流感是严重威胁人类健康的急性传染病，免疫炎症反应是其主要致病机制，补体和miRNA均参与其调控，但尚不清楚miRNA如何通过调节补体来调控其免疫炎症反应。本研究前期通过检测甲型H1N1病毒感染小鼠后肺组织的miRNA和mRNA表达谱，获得差异表达的miR-130b、miR-139-5p、miR-21、miR-30d、miR-574-3p，利用生物信息学技术预测其靶基因为补体分子C5、C2、C1R和C5aR1。下一步拟通过报告基因鉴定以及普通小鼠和C5、C2、C1R、C5aR1缺陷小鼠感染模型阐明目标miRNA通过调节补体激活来调控流感病毒介导的肺部免疫损伤机制及其体内对病毒复制的影响，结合分子生物学、病理学和免疫学等方法研究miRNA调节补体通路及对流感炎症免疫反应的作用,以期进一步阐明流感病毒感染过程中的免疫损伤机制，为miRNA靶向干预治疗流感炎症免疫损伤提供新的思路和技术支持。

Influenza is an acute respiratory disease caused by influenza A virus. The main nosogeny of influenza is that immunnity inflammation provoked by the infection leads to pathological injury, and complement pathway plays important role in the inflammation.Researches in recent year has found the miRNA also plays important role in the immunity inflammation response to the influenza A virus infection, but it is not clear whether the miRNAs play important modulating role in the inflammation through regulating the complement pathway during H1N1 influenza A virus infection.Before now, We have profiled cellular miRNA and mRNA of lung tissues from mice infected with H1N1 influenza A virus, analyzed miRNA-mRNA data with miRBase by bioinformatics methods and found complement molecules (C5、C2、C1R、C5aR1) are predicted targets of differently expressed miRNAs (miR-130b、miR-139-5p、miR-21、miR-30d、miR-574-3p).In this study, in order to know the miRNA effects on inflammation and clarify effect mechanism whether the differently expressed miRNAs regulate inflammation through modulating the complement pathway or not during H1N1 influenza virus A infection, we are to carry out a series of functional experiments on model of cell and mouse (including C5a、C2、C1R、C5AR1 knockout mouse)to further study it,such as reporter gene experiment, interfering miRNA expression experiments, complement (including activated complement) level detection experiments.

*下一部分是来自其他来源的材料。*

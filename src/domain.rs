//! Domain types shared by the focus tracker, classifier and grab manager.

use std::fmt;

use serde::Deserialize;
use serde::Serialize;

/// X11 window identifier (newtype for type safety).
///
/// The XID `0` doubles as "no window", which is what `_NET_ACTIVE_WINDOW`
/// reports when nothing is focused.
#[derive(Debug, Clone, Copy, PartialEq, Eq, PartialOrd, Ord, Hash, Default)]
pub struct WindowHandle(u32);

impl WindowHandle {
    /// The null window.
    pub const NONE: Self = Self(0);

    /// Wrap a raw XID.
    pub const fn from_raw(xid: u32) -> Self {
        Self(xid)
    }

    /// Get the raw XID.
    pub const fn raw(self) -> u32 {
        self.0
    }

    /// Returns true for the null window.
    pub const fn is_none(self) -> bool {
        self.0 == 0
    }

    /// `None` for the null window, `Some(self)` otherwise.
    pub fn non_null(self) -> Option<Self> {
        if self.is_none() { None } else { Some(self) }
    }
}

impl From<u32> for WindowHandle {
    fn from(xid: u32) -> Self {
        Self(xid)
    }
}

impl fmt::Display for WindowHandle {
    fn fmt(&self, f: &mut fmt::Formatter<'_>) -> fmt::Result {
        write!(f, "0x{:08x}", self.0)
    }
}

/// A core X11 modifier bit.
///
/// Aliases cover the usual X11 mappings (`alt` is Mod1, `numlock` is Mod2,
/// `super` is Mod4) so config files can use either spelling.
#[derive(Debug, Clone, Copy, PartialEq, Eq, Hash, Serialize, Deserialize)]
#[serde(rename_all = "lowercase")]
pub enum Modifier {
    Shift,
    #[serde(alias = "capslock")]
    Lock,
    #[serde(alias = "ctrl")]
    Control,
    #[serde(alias = "alt")]
    Mod1,
    #[serde(alias = "numlock")]
    Mod2,
    Mod3,
    #[serde(alias = "super")]
    Mod4,
    Mod5,
}

impl Modifier {
    /// The modifier's bit in an X11 key/button state mask.
    pub const fn bit(self) -> u16 {
        match self {
            Self::Shift => 1 << 0,
            Self::Lock => 1 << 1,
            Self::Control => 1 << 2,
            Self::Mod1 => 1 << 3,
            Self::Mod2 => 1 << 4,
            Self::Mod3 => 1 << 5,
            Self::Mod4 => 1 << 6,
            Self::Mod5 => 1 << 7,
        }
    }

    /// Human readable name, as used in log lines.
    pub const fn label(self) -> &'static str {
        match self {
            Self::Shift => "Shift",
            Self::Lock => "Lock",
            Self::Control => "Ctrl",
            Self::Mod1 => "Alt",
            Self::Mod2 => "Mod2",
            Self::Mod3 => "Mod3",
            Self::Mod4 => "Super",
            Self::Mod5 => "Mod5",
        }
    }

    const ALL: [Self; 8] = [
        Self::Shift,
        Self::Lock,
        Self::Control,
        Self::Mod1,
        Self::Mod2,
        Self::Mod3,
        Self::Mod4,
        Self::Mod5,
    ];
}

/// OR together a set of modifiers.
pub fn combine_modifiers(modifiers: &[Modifier]) -> u16 {
    modifiers.iter().fold(0, |mask, m| mask | m.bit())
}

/// The key combination to keep away from the target application.
#[derive(Debug, Clone, PartialEq, Eq)]
pub struct KeySpec {
    /// Key name as configured (e.g. "q").
    pub name: String,

    /// Resolved X11 keysym.
    pub keysym: u32,

    /// Base modifier mask that must be held.
    pub modifiers: u16,

    /// Modifier bits whose state must not matter.
    pub ignored: Vec<u16>,
}

impl fmt::Display for KeySpec {
    fn fmt(&self, f: &mut fmt::Formatter<'_>) -> fmt::Result {
        for m in Modifier::ALL {
            if self.modifiers & m.bit() != 0 {
                write!(f, "{}+", m.label())?;
            }
        }
        if self.name.chars().count() == 1 {
            write!(f, "{}", self.name.to_uppercase())
        } else {
            write!(f, "{}", self.name)
        }
    }
}

/// WM_CLASS strings of a window, generic to specific.
///
/// ICCCM windows carry two entries (instance, class); anything else is
/// tolerated.
#[derive(Debug, Clone, PartialEq, Eq, Default)]
pub struct WindowClass(Vec<String>);

impl WindowClass {
    /// Create from already split entries.
    pub fn new(names: Vec<String>) -> Self {
        Self(names)
    }

    /// Parse a raw WM_CLASS property value.
    ///
    /// The value is Latin-1 text with every entry NUL terminated. Only the
    /// final terminator is dropped, so an empty entry keeps its position.
    pub fn from_property(value: &[u8]) -> Self {
        let value = value.strip_suffix(&[0]).unwrap_or(value);
        if value.is_empty() {
            return Self::default();
        }

        let names = value
            .split(|&b| b == 0)
            .map(|part| part.iter().copied().map(char::from).collect())
            .collect();
        Self(names)
    }

    /// The most specific entry.
    pub fn most_specific(&self) -> Option<&str> {
        self.0.last().map(String::as_str)
    }

    pub fn names(&self) -> &[String] {
        &self.0
    }

    pub fn is_empty(&self) -> bool {
        self.0.is_empty()
    }
}

/// Root-window properties the daemon cares about.
#[derive(Debug, Clone, Copy, PartialEq, Eq)]
pub enum WmProperty {
    /// `_NET_ACTIVE_WINDOW`
    ActiveWindow,
    /// `_NET_CLIENT_LIST`
    ClientList,
    /// Any other atom.
    Other(u32),
}

/// Backend-agnostic protocol event.
#[derive(Debug, Clone, PartialEq, Eq)]
pub enum WmEvent {
    /// A property changed (or was deleted) on `window`.
    PropertyChanged {
        window: WindowHandle,
        property: WmProperty,
        deleted: bool,
    },
    /// A grabbed key was pressed while `window` had focus.
    KeyPressed {
        window: WindowHandle,
        keycode: u8,
        state: u16,
    },
    /// An asynchronous protocol error reported by the server.
    ProtocolError { kind: String, bad_value: u32 },
    /// Anything else.
    Other,
}
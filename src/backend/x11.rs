//! X11 backend on top of `x11rb`'s pure Rust connection.
//!
//! Events are awaited through the connection's file descriptor registered
//! with tokio, so the whole daemon runs on a single thread.

use std::os::fd::{AsRawFd, RawFd};

use async_trait::async_trait;
use tokio::io::unix::AsyncFd;
use tracing::{debug, info, trace};
use x11rb::connection::Connection;
use x11rb::errors::{ConnectError, ConnectionError, ReplyError};
use x11rb::protocol::Event;
use x11rb::protocol::xproto::{
    AtomEnum, ChangeWindowAttributesAux, ConnectionExt as _, EventMask, GetPropertyReply,
    GrabMode, ModMask, Property, Window,
};
use x11rb::rust_connection::RustConnection;

use super::{BackendError, WindowSystem};
use crate::domain::{WindowClass, WindowHandle, WmEvent, WmProperty};
use crate::keysym::keysym_to_keycode;

// EWMH atoms read from the root window.
x11rb::atom_manager! {
    pub Atoms: AtomsCookie {
        _NET_ACTIVE_WINDOW,
        _NET_CLIENT_LIST,
    }
}

/// Longest WM_CLASS value read, in 32-bit units.
const WM_CLASS_MAX_LEN: u32 = 1024;

/// Raw descriptor of the X connection, registered with the tokio reactor.
struct ConnectionFd(RawFd);

impl AsRawFd for ConnectionFd {
    fn as_raw_fd(&self) -> RawFd {
        self.0
    }
}

/// Keyboard mapping snapshot taken at connect time.
struct KeyboardMap {
    keysyms: Vec<u32>,
    keysyms_per_keycode: u8,
    min_keycode: u8,
}

/// Live connection to an X display.
pub struct X11Display {
    // Declared before `conn` so the descriptor is deregistered before the
    // connection closes it.
    readiness: AsyncFd<ConnectionFd>,
    conn: RustConnection,
    root: Window,
    atoms: Atoms,
    keymap: KeyboardMap,
}

impl X11Display {
    /// Connect to `display` (or `$DISPLAY` when `None`) and intern atoms.
    ///
    /// Must be called from within a tokio runtime.
    pub fn connect(display: Option<&str>) -> Result<Self, BackendError> {
        let (conn, screen_num) = x11rb::connect(display)?;
        let root = conn.setup().roots[screen_num].root;
        info!("Connected to X display (screen {}, root {:#x})", screen_num, root);

        let atoms = Atoms::new(&conn)?.reply()?;

        let setup = conn.setup();
        let min_keycode = setup.min_keycode;
        let count = setup.max_keycode - min_keycode + 1;
        let mapping = conn.get_keyboard_mapping(min_keycode, count)?.reply()?;
        debug!(
            "Loaded keyboard map: {} keycodes, {} keysyms each",
            count, mapping.keysyms_per_keycode
        );

        let readiness = AsyncFd::new(ConnectionFd(conn.stream().as_raw_fd()))
            .map_err(|e| BackendError::ConnectFailed(format!("register X socket: {e}")))?;

        Ok(Self {
            readiness,
            conn,
            root,
            atoms,
            keymap: KeyboardMap {
                keysyms: mapping.keysyms,
                keysyms_per_keycode: mapping.keysyms_per_keycode,
                min_keycode,
            },
        })
    }

    /// Read a root window property as a list of 32-bit values.
    fn root_property32(&self, property: u32, length: u32) -> Result<Vec<u32>, BackendError> {
        let reply = self
            .conn
            .get_property(false, self.root, property, AtomEnum::ANY, 0, length)?
            .reply()?;

        Ok(reply
            .value32()
            .map(|values| values.collect::<Vec<u32>>())
            .unwrap_or_default())
    }
}

#[async_trait(?Send)]
impl WindowSystem for X11Display {
    fn subscribe_root(&self) -> Result<(), BackendError> {
        let attrs = ChangeWindowAttributesAux::new().event_mask(EventMask::PROPERTY_CHANGE);
        self.conn
            .change_window_attributes(self.root, &attrs)?
            .check()?;
        Ok(())
    }

    fn client_list(&self) -> Result<Vec<WindowHandle>, BackendError> {
        let windows = self.root_property32(self.atoms._NET_CLIENT_LIST, u32::MAX)?;
        Ok(windows.into_iter().map(WindowHandle::from).collect())
    }

    fn active_window(&self) -> Result<WindowHandle, BackendError> {
        let values = self.root_property32(self.atoms._NET_ACTIVE_WINDOW, 1)?;
        Ok(values
            .first()
            .copied()
            .map_or(WindowHandle::NONE, WindowHandle::from))
    }

    fn window_class(&self, window: WindowHandle) -> Result<Option<WindowClass>, BackendError> {
        if window.is_none() {
            return Ok(None);
        }

        let cookie = self.conn.get_property(
            false,
            window.raw(),
            AtomEnum::WM_CLASS,
            AtomEnum::STRING,
            0,
            WM_CLASS_MAX_LEN,
        )?;

        class_from_reply(window, cookie.reply())
    }

    fn keycode_for(&self, keysym: u32) -> Option<u8> {
        keysym_to_keycode(
            &self.keymap.keysyms,
            self.keymap.keysyms_per_keycode,
            self.keymap.min_keycode,
            keysym,
        )
    }

    fn grab_key(
        &self,
        window: WindowHandle,
        keycode: u8,
        modifiers: u16,
    ) -> Result<(), BackendError> {
        self.conn
            .grab_key(
                true,
                window.raw(),
                ModMask::from(modifiers),
                keycode,
                GrabMode::ASYNC,
                GrabMode::ASYNC,
            )?
            .check()?;
        Ok(())
    }

    fn flush(&self) -> Result<(), BackendError> {
        self.conn.flush()?;
        Ok(())
    }

    async fn next_event(&mut self) -> Result<WmEvent, BackendError> {
        loop {
            self.conn.flush()?;
            if let Some(event) = self.conn.poll_for_event()? {
                return Ok(translate(&self.atoms, event));
            }

            let mut guard = self
                .readiness
                .readable()
                .await
                .map_err(|e| BackendError::Connection(format!("wait for X socket: {e}")))?;
            guard.clear_ready();
        }
    }
}

fn property_kind(atoms: &Atoms, atom: u32) -> WmProperty {
    if atom == atoms._NET_ACTIVE_WINDOW {
        WmProperty::ActiveWindow
    } else if atom == atoms._NET_CLIENT_LIST {
        WmProperty::ClientList
    } else {
        WmProperty::Other(atom)
    }
}

fn translate(atoms: &Atoms, event: Event) -> WmEvent {
    match event {
        Event::PropertyNotify(e) => WmEvent::PropertyChanged {
            window: WindowHandle::from(e.window),
            property: property_kind(atoms, e.atom),
            deleted: e.state == Property::DELETE,
        },
        Event::KeyPress(e) => WmEvent::KeyPressed {
            window: WindowHandle::from(e.event),
            keycode: e.detail,
            state: u16::from(e.state),
        },
        Event::Error(e) => WmEvent::ProtocolError {
            kind: format!("{:?}", e.error_kind),
            bad_value: e.bad_value,
        },
        other => {
            trace!("Unhandled X event: {:?}", other);
            WmEvent::Other
        }
    }
}

/// A WM_CLASS query that the server rejected means the window is gone.
fn class_from_reply(
    window: WindowHandle,
    reply: Result<GetPropertyReply, ReplyError>,
) -> Result<Option<WindowClass>, BackendError> {
    match reply {
        Ok(reply) => Ok(Some(WindowClass::from_property(&reply.value))),
        Err(ReplyError::X11Error(e)) => {
            debug!("Window {} vanished: {:?}", window, e.error_kind);
            Ok(None)
        }
        Err(ReplyError::ConnectionError(e)) => Err(e.into()),
    }
}

impl From<ConnectError> for BackendError {
    fn from(e: ConnectError) -> Self {
        Self::ConnectFailed(e.to_string())
    }
}

impl From<ConnectionError> for BackendError {
    fn from(e: ConnectionError) -> Self {
        Self::Connection(e.to_string())
    }
}

impl From<ReplyError> for BackendError {
    fn from(e: ReplyError) -> Self {
        match e {
            ReplyError::ConnectionError(e) => e.into(),
            ReplyError::X11Error(e) => {
                Self::Request(format!("{:?} (bad value {:#x})", e.error_kind, e.bad_value))
            }
        }
    }
}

The results will not only help to further elucidate the mechanism of influenza virus infection, also provide new ideas on treating the immunity damage induced by influenza A virus.

补体和miRNA均参与流感病毒感染的调控，但尚不清楚miRNA如何通过调节补体来调控其免疫炎症反应。本研究通过检测甲型H1N1病毒感染小鼠后肺组织的miRNA和mRNA表达谱，获得差异表达的miR-130b、miR-139-5p、miR-21、miR-30d、miR-574-3p，利用生物信息学技术预测其靶基因为补体分子C5、C2、C1R和C5aR1。通过报告基因鉴定以及普通小鼠和C5、C2、C1R、C5aR1缺陷小鼠感染模型，阐明了目标miRNA通过调节补体激活来调控流感病毒介导的肺部免疫损伤机制及其体内对病毒复制的影响，结合分子生物学、病理学和免疫学等方法研究miRNA调节补体通路及对流感炎症免疫反应的作用,初步阐明了流感病毒感染过程中的免疫损伤机制，为miRNA靶向干预治疗流感炎症免疫损伤提供新的思路和技术支持。